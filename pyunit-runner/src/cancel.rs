// Copyright (c) The nextest Contributors
// SPDX-License-Identifier: MIT OR Apache-2.0

//! Cooperative cancellation for test discovery.
//!
//! Cancellation is check-and-stop: work that has already completed is kept, and nothing is
//! preempted. The process runner waits on [`CancellationToken::cancelled`] to kill the
//! interpreter, and the output scanner polls [`CancellationToken::is_cancelled`] between lines.

use std::sync::{
    Arc,
    atomic::{AtomicBool, Ordering},
};
use tokio::sync::Notify;
use tracing::debug;

/// A cloneable handle used to request cancellation.
///
/// All clones share the same state: cancelling one cancels them all.
#[derive(Clone, Debug, Default)]
pub struct CancellationToken {
    inner: Arc<Inner>,
}

#[derive(Debug, Default)]
struct Inner {
    cancelled: AtomicBool,
    notify: Notify,
}

impl CancellationToken {
    /// Creates a new token that hasn't been cancelled.
    pub fn new() -> Self {
        Self::default()
    }

    /// Requests cancellation. Calling this more than once has no further effect.
    pub fn cancel(&self) {
        if !self.inner.cancelled.swap(true, Ordering::SeqCst) {
            debug!("cancellation requested");
            self.inner.notify.notify_waiters();
        }
    }

    /// Returns true if cancellation has been requested.
    pub fn is_cancelled(&self) -> bool {
        self.inner.cancelled.load(Ordering::SeqCst)
    }

    /// Waits until cancellation is requested. Returns immediately if it already has been.
    pub async fn cancelled(&self) {
        let notified = self.inner.notify.notified();
        tokio::pin!(notified);
        // Register interest before checking the flag, so a concurrent `cancel` can't be missed.
        notified.as_mut().enable();
        if self.is_cancelled() {
            return;
        }
        notified.await;
    }
}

EXERCISE AIM:
Please filter the entries above down to the lines holding "that" and copy them.

WRITTEN ANSWER:
//! Cancellation is check-and-stop: work that has already completed is kept, and nothing is
    /// Creates a new token that hasn't been cancelled.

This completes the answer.